Sprich mit Nachrichten Woche Als er diese Woche über die Ermittlungen sprach, sagte McCain, dessen verstorbener Vater, Senator John McCain, einer Reihe verbaler Angriffe von Trump ausgesetzt war, dass es „Konsequenzen“ für den Immobilienmogul geben müsse.

„Ich würde gerne echte rechtliche Konsequenzen für das sehen, was am 6. Januar passiert ist und wer dafür verantwortlich ist“, sagte Meghan McCain. Nachrichten Woche† „Ich verstehe, warum es für die amerikanischen Wähler nicht das Hauptthema ist, weil sie sich Sorgen um die Wirtschaft und Russland und die Sicherheit in den großen Städten machen. Ich verstehe das alles.

„Aber es muss immer noch Konsequenzen für dieses Verhalten und diese Art von Gewalt geben. Meine Angst und meine Art von Angst in diesem Raum ist genau das, ich habe das Gefühl, dass mir so oft gesagt wurde, dass dies der Moment sein wird das wird ihn letztendlich erwischen. Das ist die Klage, das ist was auch immer das ist.“

McCain teilte dies dann während ihrer Zeit als Diskussionsteilnehmerin bei ABC mit Die AussichtEs war weit verbreitet, dass Trump im Zusammenhang mit dem Rechtsstreit von Stormy Daniels mit dem ehemaligen Präsidenten mit Konsequenzen rechnen würde.

Die erwachsene Filmschauspielerin Daniels ist in eine langjährige Fehde mit Trump verwickelt, weil sie behauptet, sie hätten 2006 Sex gehabt. Daniels gab bekannt, dass sie von Trumps ehemaligem Anwalt Michael Cohen Schweigegeld in Höhe von 130.000 US-Dollar erhalten hatte.

„Michael Avenatic [Daniels‘ former lawyer] ergab sich Die Aussicht wie vier Mal, als ich dort arbeitete, „erinnerte sich Meghan McCain“, und er sagte so etwas wie: [of] Stormy Daniels, ‚Das wird es sein.'“

„Ich habe das Gefühl, dass mir das schon einmal gesagt wurde“, fügte sie hinzu, dass der beschuldigte Präsident wahrscheinlich vor Gericht erscheinen werde. „Und leider werde ich es glauben, wenn ich es sehe. Aber natürlich würde ich gerne Konsequenzen für unmoralisches und korruptes Verhalten sehen. Ich denke, jeder vernünftige Mensch würde und wird das tun.“

Trump hat bestritten, jemals eine sexuelle Begegnung mit Daniels gehabt zu haben. Im März dieses Jahres wurde Daniels zur Zahlung von Anwaltsgebühren in Höhe von etwa 300.000 US-Dollar verurteilt, nachdem ein Bundesberufungsgericht ihr Angebot abgelehnt hatte, die Entscheidung eines niedrigeren Gerichts in ihrer gescheiterten Verleumdungsklage gegen Trump aufzuheben.

Inmitten des Angriffs auf das Kapitol sprach der kalifornische Minderheitsführer des Repräsentantenhauses, Kevin McCarthy, Berichten zufolge telefonisch mit Trump und forderte ihn auf, seine Unterstützer zurückzurufen.

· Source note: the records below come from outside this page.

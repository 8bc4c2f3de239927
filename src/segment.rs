//! Segments derived from a boundary list

use crate::boundary::Boundary;
use crate::extractor::LineRecord;
use std::ops::RangeInclusive;

/// A contiguous run of lines written out as one document
#[derive(Debug, Clone, Copy, PartialEq, Eq)]
pub struct Segment {
    /// `order` of the first line
    pub start_line: usize,
    /// `order` of the last line
    pub end_line: usize,
    /// First and last page touched by the segment (0-indexed, inclusive)
    pub page_range: (usize, usize),
}

impl Segment {
    pub fn pages(&self) -> RangeInclusive<usize> {
        self.page_range.0..=self.page_range.1
    }

    pub fn page_count(&self) -> usize {
        self.page_range.1 - self.page_range.0 + 1
    }
}

/// Split `lines` after every boundary
///
/// Boundaries referring to lines that aren't in `lines`, or to the last
/// line, produce no cut.
pub fn segments(lines: &[LineRecord], boundaries: &[Boundary]) -> Vec<Segment> {
    if lines.is_empty() {
        return Vec::new();
    }

    let mut cuts: Vec<usize> = boundaries
        .iter()
        .filter_map(|b| lines.binary_search_by_key(&b.after_line, |l| l.order).ok())
        .filter(|&i| i + 1 < lines.len())
        .collect();
    cuts.sort_unstable();
    cuts.dedup();

    let mut result = Vec::with_capacity(cuts.len() + 1);
    let mut start = 0;
    for end in cuts.into_iter().chain(std::iter::once(lines.len() - 1)) {
        let (first, last) = (&lines[start], &lines[end]);
        result.push(Segment {
            start_line: first.order,
            end_line: last.order,
            page_range: (first.page_index, last.page_index),
        });
        start = end + 1;
    }

    result
}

Der Abgeordnete Jaime Herrera Beutler, ein Republikaner aus Washington, sagte, Trump habe McCarthy mit den Worten geantwortet: „Nun, Kevin, ich denke, diese Leute sind über die Wahl verärgerter als Sie.“

Trump hat die 10 Republikaner des Repräsentantenhauses verurteilt, die seine Amtsenthebung unterstützt haben, und die meisten von ihnen haben die Hauptherausforderer unterstützt. Vier dieser GOP-Abgeordneten haben beschlossen, sich nicht mehr zur Wiederwahl zu stellen.

Trotz der Behauptungen von Trump und vielen seiner Verbündeten sind keine Beweise aufgetaucht, die die Behauptungen stützen, dass die letzten Präsidentschaftswahlen betrügerisch waren. Dutzende Wahlanfechtungen des ehemaligen Präsidenten und seiner Unterstützer scheiterten vor staatlichen und bundesstaatlichen Gerichten.

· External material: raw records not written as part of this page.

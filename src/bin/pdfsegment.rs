//! CLI tool for splitting a PDF at its largest whitespace gaps

use clap::Parser;
use pdf_segmenter::{
    plan_segments, segment_pdf, GapConfig, SegmentOptions, SegmentPlan, Strategy,
};
use std::path::PathBuf;
use std::process;

#[derive(Parser, Debug)]
#[command(name = "pdfsegment")]
#[command(version)]
#[command(about = "Split a PDF into sections at unusually large vertical gaps", long_about = None)]
struct Cli {
    /// Input PDF file
    #[arg(long, value_name = "FILE")]
    input: PathBuf,

    /// Number of segments to produce
    #[arg(long, default_value_t = 2, value_name = "N")]
    segments: usize,

    /// Directory for the output files (default: the input's directory)
    #[arg(long = "output_dir", alias = "output-dir", value_name = "DIR")]
    output_dir: Option<PathBuf>,

    /// Output file name prefix (default: the input's file stem)
    #[arg(long = "output_prefix", alias = "output-prefix", value_name = "PREFIX")]
    output_prefix: Option<String>,

    /// Standard deviations above the mean a gap must reach to be significant
    #[arg(long, default_value_t = 1.0, value_name = "K")]
    threshold: f32,

    /// Points added to every gap that crosses a page break
    #[arg(long = "page-bridge", default_value_t = 14.4, value_name = "PT")]
    page_bridge: f32,

    /// Print the planned segments without writing any file
    #[arg(long)]
    dry_run: bool,
}

fn main() {
    env_logger::init();

    let cli = Cli::parse();

    let options = SegmentOptions {
        num_segments: cli.segments,
        gap: GapConfig {
            threshold_multiplier: cli.threshold,
            page_bridge: cli.page_bridge,
            ..GapConfig::default()
        },
        output_dir: cli.output_dir.clone(),
        output_prefix: cli.output_prefix.clone(),
        ..SegmentOptions::default()
    };

    let result = if cli.dry_run {
        plan_segments(&cli.input, &options).map(|plan| print_plan(&plan))
    } else {
        segment_pdf(&cli.input, &options).map(|report| {
            print_plan(&report.plan);
            println!();
            for path in &report.outputs {
                println!("Saved: {}", path.display());
            }
            println!(
                "Segmented into {} files in {}ms",
                report.outputs.len(),
                report.processing_time_ms
            );
        })
    };

    if let Err(e) = result {
        eprintln!("Error: {}", e);
        process::exit(1);
    }
}

fn print_plan(plan: &SegmentPlan) {
    let analysis = &plan.analysis;

    println!(
        "Lines: {}  Pages: {}",
        plan.layout.lines.len(),
        plan.layout.page_count()
    );
    println!(
        "Gaps: mean {:.1}pt, std dev {:.1}pt, threshold {}",
        analysis.mean,
        analysis.std_dev,
        analysis
            .threshold
            .map(|t| format!("{:.1}pt", t))
            .unwrap_or_else(|| "n/a (uniform spacing)".to_string())
    );
    println!(
        "Significant gaps: {} ({})",
        analysis.significant_count(),
        match plan.selection.strategy {
            Strategy::Significant => "boundaries on significant gaps",
            Strategy::Padded => "padded with evenly spaced boundaries",
        }
    );
    println!();

    for (i, segment) in plan.segments.iter().enumerate() {
        println!(
            "Segment {}: lines {}-{}, pages {}-{}",
            i + 1,
            segment.start_line + 1,
            segment.end_line + 1,
            segment.page_range.0 + 1,
            segment.page_range.1 + 1
        );
    }
}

Selbst von Trump ernannte Richter wiesen die Anklage zurück. Prüfungen und Nachzählungen im ganzen Land, auch in Staaten, in denen die Wahlen von Pro-Trump-Republikanern kontrolliert wurden, haben Bidens Sieg durchweg bestätigt.

McCain, der mit sprach Nachrichten Woche während sie für die Druckausgabe ihres Buches wirbt, Schlechter Republikanersagte, der Aufstand im Kapitol werde einer der bestimmenden Faktoren in Trumps Vermächtnis sein.